DATA UNDER STUDY —
//! Purpose: Typed read-query surface over the mirror node.
//! Exports: `MirrorClient`.
//! Role: Pairs a `RestClient` (fetch) with a `Converter` (map); platforms supply only those two.
//! Invariants: Single-entity queries return `Option`; list queries return lazy pages.
//! Invariants: Invalid arguments fail before any request is sent.
use std::sync::Arc;

use crate::config::LedgerConfig;
use crate::core::document::JsonRepr;
use crate::core::entity::{AccountId, ContractId, TokenId, TopicId, TransactionId};
use crate::core::error::ApiResult;
use crate::domain::{
    AccountInfo, Balance, Contract, ContractLog, ExchangeRates, NetworkFee, NetworkStake,
    NetworkSupplies, Nft, Token, TokenInfo, Topic, TopicMessage, TransactionInfo,
};
use crate::mirror::converter::{Converter, DocumentConverter};
use crate::mirror::page::RestPage;
use crate::mirror::paths::{ContractFilter, TransactionFilter};
use crate::mirror::rest::RestClient;
use crate::mirror::ureq_client::UreqRestClient;

pub struct MirrorClient<R, C> {
    rest: Arc<R>,
    converter: Arc<C>,
}

impl<R, C> Clone for MirrorClient<R, C> {
    fn clone(&self) -> Self {
        Self {
            rest: Arc::clone(&self.rest),
            converter: Arc::clone(&self.converter),
        }
    }
}

impl<J: JsonRepr> MirrorClient<UreqRestClient<J>, DocumentConverter> {
    /// HTTP client against the configured network's mirror node.
    pub fn from_config(config: &LedgerConfig) -> ApiResult<Self> {
        Ok(Self::new(UreqRestClient::from_config(config)?, DocumentConverter))
    }
}

impl<R, C> MirrorClient<R, C>
where
    R: RestClient,
    C: Converter<R::Json> + 'static,
{
    pub fn new(rest: R, converter: C) -> Self {
        Self {
            rest: Arc::new(rest),
            converter: Arc::new(converter),
        }
    }

    pub fn rest(&self) -> &R {
        &self.rest
    }

    fn page<T, F>(&self, path: String, convert: F) -> RestPage<R, T>
    where
        F: Fn(&C, &R::Json) -> ApiResult<Vec<T>> + Send + Sync + 'static,
    {
        let converter = Arc::clone(&self.converter);
        RestPage::new(Arc::clone(&self.rest), path, move |json| {
            convert(converter.as_ref(), json)
        })
    }

    pub fn account_info(&self, account_id: AccountId) -> ApiResult<Option<AccountInfo>> {
        let json = self.rest.query_account(account_id)?;
        self.converter.account_info(&json)
    }

    pub fn nfts_for_account(&self, account_id: AccountId) -> RestPage<R, Nft> {
        self.page(self.rest.account_nfts_path(account_id), |c, json| c.nfts(json))
    }

    pub fn token_info(&self, token_id: TokenId) -> ApiResult<Option<TokenInfo>> {
        let json = self.rest.query_token(token_id)?;
        self.converter.token_info(&json)
    }

    pub fn tokens(&self) -> RestPage<R, Token> {
        self.page(self.rest.tokens_path(), |c, json| c.tokens(json))
    }

    pub fn tokens_for_account(&self, account_id: AccountId) -> RestPage<R, Token> {
        self.page(self.rest.tokens_for_account_path(account_id), |c, json| c.tokens(json))
    }

    pub fn token_balances(&self, token_id: TokenId) -> RestPage<R, Balance> {
        self.page(self.rest.token_balances_path(token_id), |c, json| c.balances(json))
    }

    /// The account's balance of one token; absent when the account holds none.
    pub fn token_balance_for_account(
        &self,
        token_id: TokenId,
        account_id: AccountId,
    ) -> ApiResult<Option<Balance>> {
        let json = self
            .rest
            .query_token_balance_for_account(token_id, account_id)?;
        Ok(self
            .converter
            .balances(&json)?
            .into_iter()
            .find(|balance| balance.account_id() == account_id))
    }

    pub fn nfts(&self, token_id: TokenId) -> RestPage<R, Nft> {
        self.page(self.rest.nfts_path(token_id), |c, json| c.nfts(json))
    }

    pub fn nft(&self, token_id: TokenId, serial_number: i64) -> ApiResult<Option<Nft>> {
        let json = self.rest.query_nft(token_id, serial_number)?;
        self.converter.nft(&json)
    }

    pub fn topic(&self, topic_id: TopicId) -> ApiResult<Option<Topic>> {
        let json = self.rest.query_topic(topic_id)?;
        self.converter.topic(&json)
    }

    pub fn topic_messages(&self, topic_id: TopicId) -> RestPage<R, TopicMessage> {
        self.page(self.rest.topic_messages_path(topic_id), |c, json| c.topic_messages(json))
    }

    pub fn topic_message(
        &self,
        topic_id: TopicId,
        sequence_number: u64,
    ) -> ApiResult<Option<TopicMessage>> {
        let json = self.rest.query_topic_message(topic_id, sequence_number)?;
        self.converter.topic_message(&json)
    }

    pub fn transaction(&self, transaction_id: &TransactionId) -> ApiResult<Option<TransactionInfo>> {
        let json = self.rest.query_transaction(transaction_id)?;
        self.converter.transaction(&json)
    }

    pub fn transactions(&self, filter: &TransactionFilter) -> RestPage<R, TransactionInfo> {
        self.page(self.rest.transactions_path(filter), |c, json| c.transactions(json))
    }

    pub fn contract(&self, contract_id: ContractId) -> ApiResult<Option<Contract>> {
        let json = self.rest.query_contract(contract_id)?;
        self.converter.contract(&json)
    }

    pub fn contracts(&self, filter: Option<&ContractFilter>) -> ApiResult<RestPage<R, Contract>> {
        Ok(self.page(self.rest.contracts_path(filter)?, |c, json| c.contracts(json)))
    }

    pub fn contract_logs(&self, contract_id: ContractId) -> RestPage<R, ContractLog> {
        self.page(self.rest.contract_logs_path(contract_id), |c, json| c.contract_logs(json))
    }

    pub fn exchange_rates(&self) -> ApiResult<Option<ExchangeRates>> {
        let json = self.rest.query_exchange_rates()?;
        self.converter.exchange_rates(&json)
    }

    pub fn network_fees(&self) -> ApiResult<Vec<NetworkFee>> {
        let json = self.rest.query_network_fees()?;
        self.converter.network_fees(&json)
    }

    pub fn network_stake(&self) -> ApiResult<Option<NetworkStake>> {
        let json = self.rest.query_network_stake()?;
        self.converter.network_stake(&json)
    }

    pub fn network_supplies(&self) -> ApiResult<Option<NetworkSupplies>> {
        let json = self.rest.query_network_supplies()?;
        self.converter.network_supplies(&json)
    }
}

#[cfg(test)]
mod tests {
    use super::MirrorClient;
    use crate::core::document::Document;
    use crate::core::entity::{AccountId, TokenId, TopicId};
    use crate::core::error::{ApiResult, ErrorKind};
    use crate::mirror::converter::DocumentConverter;
    use crate::mirror::page::Page;
    use crate::mirror::paths::ContractFilter;
    use crate::mirror::rest::RestClient;
    use serde_json::json;
    use std::collections::HashMap;
    use std::sync::Mutex;

    /// Serves fixtures as `Document`s and records every requested path.
    #[derive(Default)]
    struct FixtureRest {
        fixtures: HashMap<&'static str, Document>,
        requested: Mutex<Vec<String>>,
    }

    impl FixtureRest {
        fn with(mut self, path: &'static str, body: serde_json::Value) -> Self {
            self.fixtures.insert(path, Document::from(body));
            self
        }

        fn requested(&self) -> Vec<String> {
            self.requested.lock().expect("lock").clone()
        }
    }

    impl RestClient for FixtureRest {
        type Json = Document;

        fn do_get(&self, path: &str) -> ApiResult<Document> {
            self.requested.lock().expect("lock").push(path.to_string());
            Ok(self.fixtures.get(path).cloned().unwrap_or_default())
        }
    }

    #[test]
    fn unknown_account_is_absent() {
        let client = MirrorClient::new(FixtureRest::default(), DocumentConverter);
        let info = client.account_info(AccountId::from_num(404)).expect("query");
        assert!(info.is_none());
        assert_eq!(client.rest().requested(), vec!["/api/v1/accounts/0.0.404"]);
    }

    #[test]
    fn account_balance_reads_nested_tokens() {
        let rest = FixtureRest::default().with(
            "/api/v1/accounts/0.0.100",
            json!({
                "account": "0.0.100",
                "balance": {
                    "balance": 250000000,
                    "timestamp": "1700000000.000000000",
                    "tokens": [{"token_id": "0.0.1001", "balance": 42}]
                },
                "memo": "treasury",
                "key": {"_type": "ED25519", "key": "a5f0b2c3d4e5f60718293a4b5c6d7e8f9a0b1c2d3e4f5a6b7c8d9e0f1a2b3c4d"}
            }),
        );
        let client = MirrorClient::new(rest, DocumentConverter);
        let info = client
            .account_info(AccountId::from_num(100))
            .expect("query")
            .expect("present");
        assert_eq!(info.balance.to_tinybars(), 250_000_000);
        assert_eq!(info.token_balance(TokenId::from_num(1001)), Some(42));
        assert!(info.key.is_some());
    }

    #[test]
    fn token_balance_for_account_picks_the_account() {
        let rest = FixtureRest::default().with(
            "/api/v1/tokens/0.0.1001/balances?account.id=0.0.100",
            json!({"balances": [{"account": "0.0.100", "balance": 500, "decimals": 2}]}),
        );
        let client = MirrorClient::new(rest, DocumentConverter);
        let balance = client
            .token_balance_for_account(TokenId::from_num(1001), AccountId::from_num(100))
            .expect("query")
            .expect("present");
        assert_eq!(balance.balance(), 500);
    }

    #[test]
    fn list_queries_are_lazy() {
        let client = MirrorClient::new(FixtureRest::default(), DocumentConverter);
        let page = client.topic_messages(TopicId::from_num(5));
        assert!(page.is_first());
        assert!(client.rest().requested().is_empty());
        assert_eq!(page.size().expect("size"), 0);
        assert_eq!(
            client.rest().requested(),
            vec!["/api/v1/topics/0.0.5/messages"]
        );
    }

    /// Routes token listings through a gateway prefix.
    struct GatewayRest(FixtureRest);

    impl RestClient for GatewayRest {
        type Json = Document;

        fn do_get(&self, path: &str) -> ApiResult<Document> {
            self.0.do_get(path)
        }

        fn tokens_path(&self) -> String {
            "/gateway/api/v1/tokens".to_string()
        }
    }

    #[test]
    fn list_queries_use_adapter_paths() {
        let rest = GatewayRest(FixtureRest::default().with(
            "/gateway/api/v1/tokens",
            json!({
                "tokens": [{"token_id": "0.0.1001", "symbol": "GW", "name": "Gateway", "type": "FUNGIBLE_COMMON", "decimals": 2}],
                "links": {"next": null}
            }),
        ));
        let client = MirrorClient::new(rest, DocumentConverter);
        let tokens = client.tokens().collect_all().expect("tokens");
        assert_eq!(tokens.len(), 1);
        assert_eq!(client.rest().0.requested(), vec!["/gateway/api/v1/tokens"]);
    }

    #[test]
    fn invalid_arguments_send_nothing() {
        let client = MirrorClient::new(FixtureRest::default(), DocumentConverter);
        let err = client
            .contracts(Some(&ContractFilter::EvmAddress("not-hex".into())))
            .err()
            .expect("evm");
        assert_eq!(err.kind(), ErrorKind::InvalidArgument);
        let err = client.nft(TokenId::from_num(1), -3).expect_err("serial");
        assert_eq!(err.kind(), ErrorKind::InvalidArgument);
        assert!(client.rest().requested().is_empty());
    }

    #[test]
    fn network_fees_are_a_plain_list() {
        let rest = FixtureRest::default().with(
            "/api/v1/network/fees",
            json!({
                "fees": [
                    {"gas": 853000, "transaction_type": "ContractCall"},
                    {"gas": 1000000, "transaction_type": "ContractCreate"}
                ],
                "timestamp": "1700000000.000000000"
            }),
        );
        let client = MirrorClient::new(rest, DocumentConverter);
        let fees = client.network_fees().expect("fees");
        assert_eq!(fees.len(), 2);
        assert_eq!(fees[0].transaction_type, "ContractCall");
    }
}
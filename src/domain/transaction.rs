//! Purpose: Historical transaction records and their transfer lists.
//! Exports: `TransactionType`, `TransactionResultFilter`, `BalanceModification`, `TransactionInfo`,
//! `Transfer`, `TokenTransfer`, `NftTransfer`, `StakingRewardTransfer`.
//! Role: Leaf values for transaction history queries.
//! Invariants: Transfer lists preserve the order the mirror node returned.
use std::fmt;
use std::str::FromStr;

use time::OffsetDateTime;

use crate::core::amount::Hbar;
use crate::core::entity::{AccountId, TokenId, TransactionId};
use crate::core::status::Status;

macro_rules! transaction_types {
    ($($variant:ident => $name:literal),+ $(,)?) => {
        #[derive(Clone, Copy, Debug, Eq, PartialEq, Hash)]
        pub enum TransactionType {
            $($variant,)+
            Unknown,
        }

        impl TransactionType {
            /// Name used by the mirror node, both in records and in the `transactiontype` filter.
            pub fn as_str(self) -> &'static str {
                match self {
                    $(TransactionType::$variant => $name,)+
                    TransactionType::Unknown => "UNKNOWN",
                }
            }
        }

        impl FromStr for TransactionType {
            type Err = std::convert::Infallible;

            fn from_str(input: &str) -> Result<Self, Self::Err> {
                Ok(match input {
                    $($name => TransactionType::$variant,)+
                    _ => TransactionType::Unknown,
                })
            }
        }
    };
}

transaction_types! {
    CryptoCreateAccount => "CRYPTOCREATEACCOUNT",
    CryptoUpdateAccount => "CRYPTOUPDATEACCOUNT",
    CryptoDelete => "CRYPTODELETE",
    CryptoTransfer => "CRYPTOTRANSFER",
    FileCreate => "FILECREATE",
    FileAppend => "FILEAPPEND",
    FileUpdate => "FILEUPDATE",
    FileDelete => "FILEDELETE",
    ContractCreateInstance => "CONTRACTCREATEINSTANCE",
    ContractCall => "CONTRACTCALL",
    ContractDeleteInstance => "CONTRACTDELETEINSTANCE",
    TokenCreation => "TOKENCREATION",
    TokenAssociate => "TOKENASSOCIATE",
    TokenDissociate => "TOKENDISSOCIATE",
    TokenMint => "TOKENMINT",
    TokenBurn => "TOKENBURN",
    ConsensusCreateTopic => "CONSENSUSCREATETOPIC",
    ConsensusUpdateTopic => "CONSENSUSUPDATETOPIC",
    ConsensusDeleteTopic => "CONSENSUSDELETETOPIC",
    ConsensusSubmitMessage => "CONSENSUSSUBMITMESSAGE",
}

impl fmt::Display for TransactionType {
    fn fmt(&self, f: &mut fmt::Formatter<'_>) -> fmt::Result {
        f.write_str(self.as_str())
    }
}

#[derive(Clone, Copy, Debug, Eq, PartialEq)]
pub enum TransactionResultFilter {
    Success,
    Fail,
}

impl TransactionResultFilter {
    pub fn as_str(self) -> &'static str {
        match self {
            TransactionResultFilter::Success => "success",
            TransactionResultFilter::Fail => "fail",
        }
    }
}

#[derive(Clone, Copy, Debug, Eq, PartialEq)]
pub enum BalanceModification {
    Credit,
    Debit,
}

impl BalanceModification {
    pub fn as_str(self) -> &'static str {
        match self {
            BalanceModification::Credit => "credit",
            BalanceModification::Debit => "debit",
        }
    }
}

#[derive(Clone, Debug, Eq, PartialEq)]
pub struct Transfer {
    pub account_id: AccountId,
    pub amount: Hbar,
    pub is_approval: bool,
}

#[derive(Clone, Debug, Eq, PartialEq)]
pub struct TokenTransfer {
    pub token_id: TokenId,
    pub account_id: AccountId,
    pub amount: i64,
    pub is_approval: bool,
}

#[derive(Clone, Debug, Eq, PartialEq)]
pub struct NftTransfer {
    pub token_id: TokenId,
    pub serial_number: i64,
    pub sender_account_id: Option<AccountId>,
    pub receiver_account_id: Option<AccountId>,
    pub is_approval: bool,
}

#[derive(Clone, Debug, Eq, PartialEq)]
pub struct StakingRewardTransfer {
    pub account_id: AccountId,
    pub amount: Hbar,
}

#[derive(Clone, Debug, Eq, PartialEq)]
pub struct TransactionInfo {
    pub transaction_id: TransactionId,
    pub name: TransactionType,
    pub result: Status,
    pub consensus_timestamp: OffsetDateTime,
    pub valid_start_timestamp: Option<OffsetDateTime>,
    pub charged_tx_fee: Hbar,
    pub max_fee: Hbar,
    pub memo: Vec<u8>,
    pub node: Option<AccountId>,
    pub nonce: i32,
    pub scheduled: bool,
    pub entity_id: Option<String>,
    pub transaction_hash: Vec<u8>,
    pub valid_duration_seconds: Option<u64>,
    pub transfers: Vec<Transfer>,
    pub token_transfers: Vec<TokenTransfer>,
    pub nft_transfers: Vec<NftTransfer>,
    pub staking_reward_transfers: Vec<StakingRewardTransfer>,
}

impl TransactionInfo {
    pub fn is_success(&self) -> bool {
        self.result.is_success()
    }

    /// Net hbar movement for one account within this transaction.
    pub fn net_transfer(&self, account_id: AccountId) -> Hbar {
        let tinybars = self
            .transfers
            .iter()
            .filter(|transfer| transfer.account_id == account_id)
            .map(|transfer| transfer.amount.to_tinybars())
            .sum();
        Hbar::from_tinybars(tinybars)
    }
}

WHAT TO PRODUCE — Scan the material for the word "Credit". Return every line where it is found.

EXPECTED ANSWER —
    Credit,
            BalanceModification::Credit => "credit",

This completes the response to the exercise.